Neumonía
La neumonía es una de las enfermedades con mayor incidencia en la población infantil menor de 5 años. Sin embargo, aunque habitualmente no suele revestir gravedad, es necesario saber cómo actuar para que no surjan mayores complicaciones
¿Qué es la neumonía?
La neumonía, también llamada vulgarmente pulmonía, es una infección que puede ser causada por diversos microorganismos. En el niño sano sus gérmenes causantes son las bacterias y virus, fundamentalmente; sin embargo, también puede producirse, aunque rara vez es así, por hongos o parásitos, afectando en este caso, mayormente, a niños inmunodeprimidos, es decir, con defensas muy bajas.
Aunque normalmente no es grave y puede tratarse en casa sin temor a complicaciones, debe diferenciarse entre las neumonías producidas por virus, que suelen tener poca trascendencia y no requieren de tratamiento antibiótico, de las producidas por bacterias, que pueden ser algo más importantes, tienen síntomas más evidentes y requieren de antibióticos.
¿Cómo se puede identificar?
Cuando la neumonía es bacteriana, el niño suele ponerse enfermo de manera relativamente rápida, comenzando bruscamente síntomas como la fiebre o la respiración acelerada; sin embargo, cuando se trata de un caso vírico, tienden a aparecer más gradualmente.
La neumonía suele comenzar como un cuadro catarral, por lo que es frecuente que pasen varios días hasta que se diagnostica, mediante una auscultación de los pulmones o una radiografía de tórax. Asimismo, los síntomas dependen de la edad del niño y de la causa de la neumonía, encontrándose entre los más comunes: fiebre, escalofríos, tos, respiración acelerada, ronca o sibilante, dificultad para respirar, dolor en el pecho o abdominal, vómitos, decaimiento, inapetencia e incluso, en ocasiones, pueden presentar un color azulado o gris en los labios y uñas (cianosis). Éstos suelen durar entre una y dos semanas, aunque en las víricas pueden persistir algo más.
¿Cómo se trata?
Si la sospecha es vírica, no es extraño que el pediatra no le recete antibióticos al pequeño, de hecho, constituye la actitud más correcta. En cambio, si se trata de una neumonía bacteriana el pediatra, seguramente, mandará un tratamiento de antibióticos, y será necesario darle al niño la medicación siguiendo estrictamente sus indicaciones durante el periodo apropiado para sentir una mejoría en los síntomas en 2 o 3 días. En cualquier caso, no hay que automedicar al niño, sino seguir las instrucciones del médico al pie de la letra y permaneciendo en casa mientras esté enfermo para no contagiar a ninguno de sus compañeros y amigos del cole, ya que esta enfermedad se puede transmitir por la tos, estornudos, vasos y utensilios de comida, pañuelos usados…

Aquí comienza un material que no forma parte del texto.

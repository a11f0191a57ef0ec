use crate::Result;
use ohno::{IntoAppError, app_err};
use std::sync::Arc;
use tokio::sync::{OwnedSemaphorePermit, Semaphore};

/// Caps the number of fetches in flight.
///
/// Wrap in an `Arc` via [`Throttler::new`], then call [`Throttler::acquire`] before each unit of
/// work. At most `max_concurrent` permits are out at any time; a task waiting in `acquire` starts
/// only once another task drops its permit.
#[derive(Debug)]
pub struct Throttler {
    semaphore: Arc<Semaphore>,
    max_concurrent: usize,
}

impl Throttler {
    /// Create a throttler that allows at most `max_concurrent` tasks at a time.
    ///
    /// # Errors
    ///
    /// A limit of zero is rejected, since no task could ever start.
    pub fn new(max_concurrent: usize) -> Result<Arc<Self>> {
        if max_concurrent == 0 {
            return Err(app_err!("the concurrency limit must be at least 1"));
        }

        Ok(Arc::new(Self {
            semaphore: Arc::new(Semaphore::new(max_concurrent)),
            max_concurrent,
        }))
    }

    /// Wait for a free slot.
    ///
    /// The returned permit must be held for the duration of the work. When it is dropped, the slot
    /// becomes available for another task.
    pub async fn acquire(&self) -> Result<OwnedSemaphorePermit> {
        Arc::clone(&self.semaphore).acquire_owned().await.into_app_err("waiting for a fetch slot")
    }

    #[must_use]
    pub const fn max_concurrent(&self) -> usize {
        self.max_concurrent
    }

    #[cfg(test)]
    fn in_flight(&self) -> usize {
        self.max_concurrent - self.semaphore.available_permits()
    }
}
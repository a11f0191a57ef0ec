use super::Host;
use super::common::{SourceArgs, fail, load_targets};
use super::config::{Config, validate_url};
use crate::Result;
use crate::fetch::{Backend, BatchReport, Pipeline, PipelineSettings};
use crate::results::{OutputFormat, write_results};
use camino::Utf8PathBuf;
use clap::Parser;
use core::time::Duration;
use ohno::{IntoAppError, app_err};
use std::io::Write;

const LOG_TARGET: &str = "    scrape";

#[derive(Parser, Debug, Default)]
pub struct ScrapeArgs {
    #[command(flatten)]
    pub source: SourceArgs,

    /// Package index to query
    #[arg(long, short = 'b', value_name = "BACKEND")]
    pub backend: Option<Backend>,

    /// Address each package identifier is appended to
    #[arg(long, value_name = "URL")]
    pub base_url: Option<String>,

    /// Address probed before any package is fetched
    #[arg(long, value_name = "URL")]
    pub root_url: Option<String>,

    /// Maximum number of requests in flight
    #[arg(long, short = 'j', value_name = "N")]
    pub concurrency: Option<usize>,

    /// Upper bound on each request (e.g. `30s`, `2m`)
    #[arg(long, value_name = "DURATION", value_parser = parse_duration)]
    pub timeout: Option<Duration>,

    /// Where to write the results
    #[arg(long, short = 'o', value_name = "PATH")]
    pub output: Option<Utf8PathBuf>,

    /// Layout of the results file
    #[arg(long, value_name = "FORMAT")]
    pub format: Option<OutputFormat>,
}

fn parse_duration(value: &str) -> Result<Duration, String> {
    humantime_serde::re::humantime::parse_duration(value).map_err(|e| e.to_string())
}

/// Everything a scrape run needs, with command line, configuration file, and backend defaults merged.
#[derive(Debug, Clone, PartialEq, Eq)]
struct ScrapeSettings {
    pipeline: PipelineSettings,
    output: Utf8PathBuf,
    format: OutputFormat,
}

impl ScrapeSettings {
    fn resolve(args: &ScrapeArgs, config: &Config) -> Result<Self> {
        let backend = args.backend.unwrap_or(config.backend);

        let base_url = args
            .base_url
            .clone()
            .or_else(|| config.base_url.clone())
            .unwrap_or_else(|| backend.base_url().to_string());

        let root_url = args
            .root_url
            .clone()
            .or_else(|| config.root_url.clone())
            .unwrap_or_else(|| backend.root_url().to_string());

        let _ = validate_url(&base_url).into_app_err("invalid base URL")?;
        let _ = validate_url(&root_url).into_app_err("invalid root URL")?;

        let concurrency = args.concurrency.or(config.concurrency).unwrap_or_else(|| backend.default_concurrency());
        if concurrency == 0 {
            return Err(app_err!("concurrency must be at least 1"));
        }

        let request_timeout = args.timeout.unwrap_or(config.request_timeout);
        if request_timeout.is_zero() {
            return Err(app_err!("the request timeout must be greater than zero"));
        }

        Ok(Self {
            pipeline: PipelineSettings {
                base_url,
                root_url,
                extractor: backend.extractor(),
                concurrency,
                request_timeout,
            },
            output: args.output.clone().unwrap_or_else(|| config.output.clone()),
            format: args.format.or(config.format).unwrap_or_else(|| backend.default_format()),
        })
    }
}

/// Measure every public standard library package and write the counts.
///
/// The run stops at the first phase that fails: configuration, package enumeration, the upstream
/// check, or writing the results. Packages that cannot be measured are reported but do not fail
/// the run.
pub async fn process_scrape<H: Host>(host: &mut H, args: &ScrapeArgs) -> Result<()> {
    let config = match args.source.load_config() {
        Ok(config) => config,
        Err(e) => return fail(host, "loading configuration", e),
    };

    let settings = match ScrapeSettings::resolve(args, &config) {
        Ok(settings) => settings,
        Err(e) => return fail(host, "resolving settings", e),
    };

    let pipeline = match Pipeline::new(&settings.pipeline) {
        Ok(pipeline) => pipeline,
        Err(e) => return fail(host, "creating the HTTP client", e),
    };

    log::info!(target: LOG_TARGET, "Loading the list of packages");
    let targets = match load_targets(&args.source.target_source(&config)).await {
        Ok(targets) => targets,
        Err(e) => return fail(host, "loading the list of packages", e),
    };

    if let Err(e) = pipeline.check_upstream().await {
        return fail(host, "checking the upstream service", e);
    }

    let report = pipeline.run(targets).await;
    report_failures(host, &report);

    let count = report.results.len();
    log::info!(target: LOG_TARGET, "Writing {count} results to '{}'", settings.output);
    if let Err(e) = write_results(report.results, settings.format, &settings.output) {
        return fail(host, "writing results", e);
    }

    let _ = writeln!(host.output(), "✅ Done! Wrote {count} packages to '{}'", settings.output);
    Ok(())
}

fn report_failures<H: Host>(host: &mut H, report: &BatchReport) {
    if report.failures.is_empty() {
        return;
    }

    let mut err = host.error();
    let _ = writeln!(err, "⚠️ {} package(s) could not be measured:", report.failures.len());
    for (target, outcome) in &report.failures {
        let _ = writeln!(err, "  {target}: {outcome}");
    }
}

#[cfg(test)]
mod tests {
    use super::*;
    use crate::commands::common::LogLevel;
    use crate::commands::host::TestHost;
    use crate::extract::Extractor;
    use crate::fetch::FetchOutcome;
    use crate::results::ResultEntry;
    use crate::targets::Target;
    use reqwest::StatusCode;

    #[test]
    fn test_resolve_backend_defaults() {
        let settings = ScrapeSettings::resolve(&ScrapeArgs::default(), &Config::default()).unwrap();
        assert_eq!(settings.pipeline.base_url, Backend::PkgGoDev.base_url());
        assert_eq!(settings.pipeline.root_url, Backend::PkgGoDev.root_url());
        assert_eq!(settings.pipeline.extractor, Extractor::Markup);
        assert_eq!(settings.pipeline.concurrency, 1);
        assert_eq!(settings.pipeline.request_timeout, Duration::from_secs(30));
        assert_eq!(settings.output, "result.json");
        assert_eq!(settings.format, OutputFormat::Ranked);
    }

    #[test]
    fn test_resolve_godoc_defaults() {
        let args = ScrapeArgs {
            backend: Some(Backend::GodocApi),
            ..ScrapeArgs::default()
        };

        let settings = ScrapeSettings::resolve(&args, &Config::default()).unwrap();
        assert_eq!(settings.pipeline.base_url, Backend::GodocApi.base_url());
        assert_eq!(settings.pipeline.extractor, Extractor::Document);
        assert_eq!(settings.pipeline.concurrency, 20);
        assert_eq!(settings.format, OutputFormat::Map);
    }

    #[test]
    fn test_resolve_precedence() {
        let config = Config {
            concurrency: Some(4),
            base_url: Some("http://config.example/".to_string()),
            request_timeout: Duration::from_secs(5),
            ..Config::default()
        };
        let args = ScrapeArgs {
            concurrency: Some(8),
            output: Some(Utf8PathBuf::from("cli.json")),
            ..ScrapeArgs::default()
        };

        let settings = ScrapeSettings::resolve(&args, &config).unwrap();
        assert_eq!(settings.pipeline.concurrency, 8);
        assert_eq!(settings.pipeline.base_url, "http://config.example/");
        assert_eq!(settings.pipeline.request_timeout, Duration::from_secs(5));
        assert_eq!(settings.output, "cli.json");
    }

    #[test]
    fn test_resolve_rejects_bad_values() {
        let zero = ScrapeArgs {
            concurrency: Some(0),
            ..ScrapeArgs::default()
        };
        assert!(ScrapeSettings::resolve(&zero, &Config::default()).is_err());

        let bad_url = ScrapeArgs {
            base_url: Some("pkg.go.dev".to_string()),
            ..ScrapeArgs::default()
        };
        assert!(ScrapeSettings::resolve(&bad_url, &Config::default()).is_err());

        let no_time = ScrapeArgs {
            timeout: Some(Duration::ZERO),
            ..ScrapeArgs::default()
        };
        assert!(ScrapeSettings::resolve(&no_time, &Config::default()).is_err());
    }

    #[test]
    fn test_parse_duration() {
        assert_eq!(parse_duration("1m 5s").unwrap(), Duration::from_secs(65));
        assert!(parse_duration("soon").is_err());
    }

    #[test]
    fn test_report_failures() {
        let report = BatchReport::from_outcomes([
            (Target::new("fmt").unwrap(), FetchOutcome::Found(10)),
            (Target::new("os").unwrap(), FetchOutcome::Status(StatusCode::NOT_FOUND)),
        ]);

        let mut host = TestHost::new();
        report_failures(&mut host, &report);

        let stderr = host.error_str();
        assert!(stderr.contains("1 package(s) could not be measured"));
        assert!(stderr.contains("os: "));
        assert!(!stderr.contains("fmt"));
        assert_eq!(report.results.entries(), [ResultEntry::new(Target::new("fmt").unwrap(), 10)]);
    }

    #[test]
    fn test_report_no_failures_is_silent() {
        let mut host = TestHost::new();
        report_failures(&mut host, &BatchReport::default());
        assert!(host.error_buf.is_empty());
    }

    #[tokio::test]
    #[cfg_attr(miri, ignore = "Miri cannot call GetTempPathW")]
    async fn test_missing_targets_file_fails_before_network() {
        let tmp = tempfile::tempdir().unwrap();
        let output = Utf8PathBuf::try_from(tmp.path().join("result.json")).unwrap();

        let args = ScrapeArgs {
            source: SourceArgs {
                targets_file: Some(Utf8PathBuf::try_from(tmp.path().join("missing.txt")).unwrap()),
                log_level: LogLevel::None,
                ..SourceArgs::default()
            },
            root_url: Some("http://127.0.0.1:9/".to_string()),
            output: Some(output.clone()),
            ..ScrapeArgs::default()
        };

        let mut host = TestHost::new();
        assert!(process_scrape(&mut host, &args).await.is_err());
        assert_eq!(host.exit_code, Some(1));
        assert!(host.error_str().contains("loading the list of packages"));
        assert!(!output.exists());
    }
}
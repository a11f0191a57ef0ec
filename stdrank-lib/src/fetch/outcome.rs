use crate::results::{ResultEntry, ResultSet};
use crate::targets::Target;
use core::fmt::{Display, Formatter};
use reqwest::StatusCode;
use std::sync::Arc;

/// What happened when one target was fetched.
#[derive(Debug, Clone)]
pub enum FetchOutcome {
    /// The response was read and a count extracted from it.
    Found(u64),

    /// The server answered with a non-success status.
    Status(StatusCode),

    /// The request, the body read, or the extraction failed.
    Error(Arc<ohno::AppError>),
}

impl FetchOutcome {
    #[must_use]
    pub const fn is_found(&self) -> bool {
        matches!(self, Self::Found(_))
    }

    /// The extracted count, if any.
    #[must_use]
    pub const fn ok(&self) -> Option<u64> {
        match self {
            Self::Found(count) => Some(*count),
            _ => None,
        }
    }

    #[must_use]
    pub const fn status_str(&self) -> &'static str {
        match self {
            Self::Found(_) => "Found",
            Self::Status(_) => "Status",
            Self::Error(_) => "Error",
        }
    }
}

impl Display for FetchOutcome {
    fn fmt(&self, f: &mut Formatter<'_>) -> core::fmt::Result {
        match self {
            Self::Found(count) => write!(f, "{count}"),
            Self::Status(status) => write!(f, "HTTP {status}"),
            Self::Error(e) => write!(f, "{e:#}"),
        }
    }
}

/// Everything a batch produced: the measured packages and the ones that could not be measured.
#[derive(Debug, Clone, Default)]
pub struct BatchReport {
    pub results: ResultSet,
    pub failures: Vec<(Target, FetchOutcome)>,
}

impl BatchReport {
    /// Merge per-target outcomes. Found counts become result entries, everything else a failure.
    pub fn from_outcomes(outcomes: impl IntoIterator<Item = (Target, FetchOutcome)>) -> Self {
        let mut report = Self::default();

        for (target, outcome) in outcomes {
            match outcome {
                FetchOutcome::Found(count) => report.results.insert(ResultEntry::new(target, count)),
                failure => report.failures.push((target, failure)),
            }
        }

        report
    }

    /// Number of targets attempted.
    #[must_use]
    pub const fn attempted(&self) -> usize {
        self.results.len() + self.failures.len()
    }
}

#[cfg(test)]
mod tests {
    use super::*;

    fn target(id: &str) -> Target {
        Target::new(id).unwrap()
    }

    #[test]
    fn test_from_outcomes_partitions() {
        let report = BatchReport::from_outcomes(vec![
            (target("fmt"), FetchOutcome::Found(7)),
            (target("os"), FetchOutcome::Status(StatusCode::NOT_FOUND)),
            (target("io"), FetchOutcome::Error(Arc::new(ohno::app_err!("boom")))),
            (target("net"), FetchOutcome::Found(0)),
        ]);

        assert_eq!(report.attempted(), 4);
        assert_eq!(report.results.get("fmt"), Some(7));
        assert_eq!(report.results.get("net"), Some(0));
        assert_eq!(report.failures.len(), 2);
        assert_eq!(report.failures[0].0.as_str(), "os");
        assert_eq!(report.failures[1].1.status_str(), "Error");
    }

    #[test]
    fn test_display() {
        assert_eq!(FetchOutcome::Found(3).to_string(), "3");
        assert_eq!(FetchOutcome::Status(StatusCode::BAD_GATEWAY).to_string(), "HTTP 502 Bad Gateway");
        assert!(FetchOutcome::Error(Arc::new(ohno::app_err!("timed out"))).to_string().contains("timed out"));
    }

    #[test]
    fn test_ok() {
        assert_eq!(FetchOutcome::Found(5).ok(), Some(5));
        assert!(FetchOutcome::Found(5).is_found());
        assert_eq!(FetchOutcome::Status(StatusCode::NOT_FOUND).ok(), None);
    }
}
use crate::extract::Extractor;
use crate::results::OutputFormat;
use clap::ValueEnum;
use core::fmt::{Display, Formatter};
use serde::{Deserialize, Serialize};

/// A package index that publishes how many packages import a given package.
#[derive(Debug, Clone, Copy, PartialEq, Eq, Default, Serialize, Deserialize, ValueEnum)]
#[serde(rename_all = "kebab-case")]
pub enum Backend {
    /// pkg.go.dev package pages, scraped for their imported-by count
    #[default]
    PkgGoDev,

    /// The godoc.org importers API, counted by its results array
    GodocApi,
}

impl Backend {
    /// Name used on the command line and in `stdrank.toml`.
    #[must_use]
    pub const fn as_str(self) -> &'static str {
        match self {
            Self::PkgGoDev => "pkg-go-dev",
            Self::GodocApi => "godoc-api",
        }
    }

    /// Prefix that the package identifier is appended to.
    #[must_use]
    pub const fn base_url(self) -> &'static str {
        match self {
            Self::PkgGoDev => "https://pkg.go.dev/",
            Self::GodocApi => "https://api.godoc.org/importers/",
        }
    }

    /// Address probed once before any package is fetched.
    #[must_use]
    pub const fn root_url(self) -> &'static str {
        match self {
            Self::PkgGoDev => "https://pkg.go.dev/",
            Self::GodocApi => "https://api.godoc.org/",
        }
    }

    #[must_use]
    pub const fn extractor(self) -> Extractor {
        match self {
            Self::PkgGoDev => Extractor::Markup,
            Self::GodocApi => Extractor::Document,
        }
    }

    /// Requests kept in flight unless configured otherwise.
    #[must_use]
    pub const fn default_concurrency(self) -> usize {
        match self {
            Self::PkgGoDev => 1,
            Self::GodocApi => 20,
        }
    }

    #[must_use]
    pub const fn default_format(self) -> OutputFormat {
        match self {
            Self::PkgGoDev => OutputFormat::Ranked,
            Self::GodocApi => OutputFormat::Map,
        }
    }
}

impl Display for Backend {
    fn fmt(&self, f: &mut Formatter<'_>) -> core::fmt::Result {
        f.write_str(self.as_str())
    }
}
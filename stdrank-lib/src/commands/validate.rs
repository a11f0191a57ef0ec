use super::Host;
use super::config::Config;
use crate::Result;
use camino::{Utf8Path, Utf8PathBuf};
use clap::Parser;
use std::io::Write;

#[derive(Parser, Debug, Default)]
pub struct ValidateArgs {
    /// Path to configuration file (default is `stdrank.toml`)
    #[arg(long, short = 'c', value_name = "PATH")]
    pub config: Option<Utf8PathBuf>,
}

pub fn validate_config<H: Host>(host: &mut H, args: &ValidateArgs) -> Result<()> {
    let config_path = args.config.as_ref();

    match Config::load(Utf8Path::new("."), config_path) {
        Ok(config) => {
            let _ = writeln!(host.output(), "Configuration file is valid");
            if let Some(path) = config_path {
                let _ = writeln!(host.output(), "Config file: {path}");
            } else {
                let _ = writeln!(host.output(), "Using configuration from the working directory or built-in defaults");
            }
            let _ = writeln!(host.output(), "Backend: {}", config.backend);
            Ok(())
        }
        Err(e) => {
            let _ = writeln!(host.error(), "❌ Configuration validation failed: {e}");
            host.exit(1);
            Err(e)
        }
    }
}
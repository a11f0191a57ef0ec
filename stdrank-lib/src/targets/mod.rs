//! Enumeration of the packages to measure.
//!
//! A [`TargetSource`] supplies the raw list of standard library package identifiers, either by
//! asking the Go toolchain or by reading a list file. [`filter_targets`] then removes the packages
//! that cannot be imported from outside the standard library (any identifier with an `internal`
//! path segment) and yields the [`Target`] values handed to the fetch pipeline.

mod filter;
mod source;
mod target;

pub use filter::{INTERNAL_SEGMENT, filter_targets, is_internal};
pub use source::{TargetSource, parse_list};
pub use target::Target;
use super::Host;
use super::common::{SourceArgs, fail, load_targets};
use crate::Result;
use clap::Parser;
use std::io::Write;

#[derive(Parser, Debug, Default)]
pub struct TargetsArgs {
    #[command(flatten)]
    pub source: SourceArgs,
}

/// Print the packages a scrape would measure, one per line.
pub async fn list_targets<H: Host>(host: &mut H, args: &TargetsArgs) -> Result<()> {
    let config = match args.source.load_config() {
        Ok(config) => config,
        Err(e) => return fail(host, "loading configuration", e),
    };

    let targets = match load_targets(&args.source.target_source(&config)).await {
        Ok(targets) => targets,
        Err(e) => return fail(host, "loading the list of packages", e),
    };

    let mut out = host.output();
    for target in &targets {
        let _ = writeln!(out, "{target}");
    }

    Ok(())
}
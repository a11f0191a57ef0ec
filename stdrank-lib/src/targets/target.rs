use core::borrow::Borrow;
use core::fmt::{Display, Formatter};
use serde::{Serialize, Serializer};
use std::sync::Arc;

/// A package identifier to measure, such as `net/http`.
///
/// Cheap to clone; the identifier is never empty.
#[derive(Debug, Clone, PartialEq, Eq, Hash, PartialOrd, Ord)]
pub struct Target(Arc<str>);

impl Target {
    /// Wrap an identifier, rejecting the empty string.
    #[must_use]
    pub fn new(id: impl AsRef<str>) -> Option<Self> {
        let id = id.as_ref();
        if id.is_empty() { None } else { Some(Self(Arc::from(id))) }
    }

    #[must_use]
    pub fn as_str(&self) -> &str {
        &self.0
    }

    /// Iterate over the `/`-separated segments of the identifier.
    pub fn segments(&self) -> impl Iterator<Item = &str> {
        self.0.split('/')
    }
}

impl Display for Target {
    fn fmt(&self, f: &mut Formatter<'_>) -> core::fmt::Result {
        f.write_str(&self.0)
    }
}

impl AsRef<str> for Target {
    fn as_ref(&self) -> &str {
        &self.0
    }
}

impl Borrow<str> for Target {
    fn borrow(&self) -> &str {
        &self.0
    }
}

impl Serialize for Target {
    fn serialize<S>(&self, serializer: S) -> Result<S::Ok, S::Error>
    where
        S: Serializer,
    {
        serializer.serialize_str(&self.0)
    }
}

Aunque no es demasiado frecuente, la persistencia de los síntomas o empeoramiento puede significar la aparición de una complicación, entre las que cabe destacar:
• El derrame pleural, es decir, la acumulación de líquido entre los pulmones o las costillas.
• Dificultad importante para respirar que requiera ingreso hospitalario.
• Las atelectasias, zonas del pulmón en las que no entra el aire al estar taponadas, generalmente, por moco.
A la hora de prevenir la enfermedad, la mejor opción consiste en mantener al niño alejado de cualquier persona que padezca neumonía o cualquier infección de vías altas que pueda derivar en ella, aunque hay vacunas frente a algunos gérmenes productores de neumonía. Además, si alguien en la casa está enfermo es necesario mantener sus cubiertos y utensilios separados de los del resto de la familia, lavándonos siempre las manos, especialmente si se recogen objetos como pueden ser los pañuelos.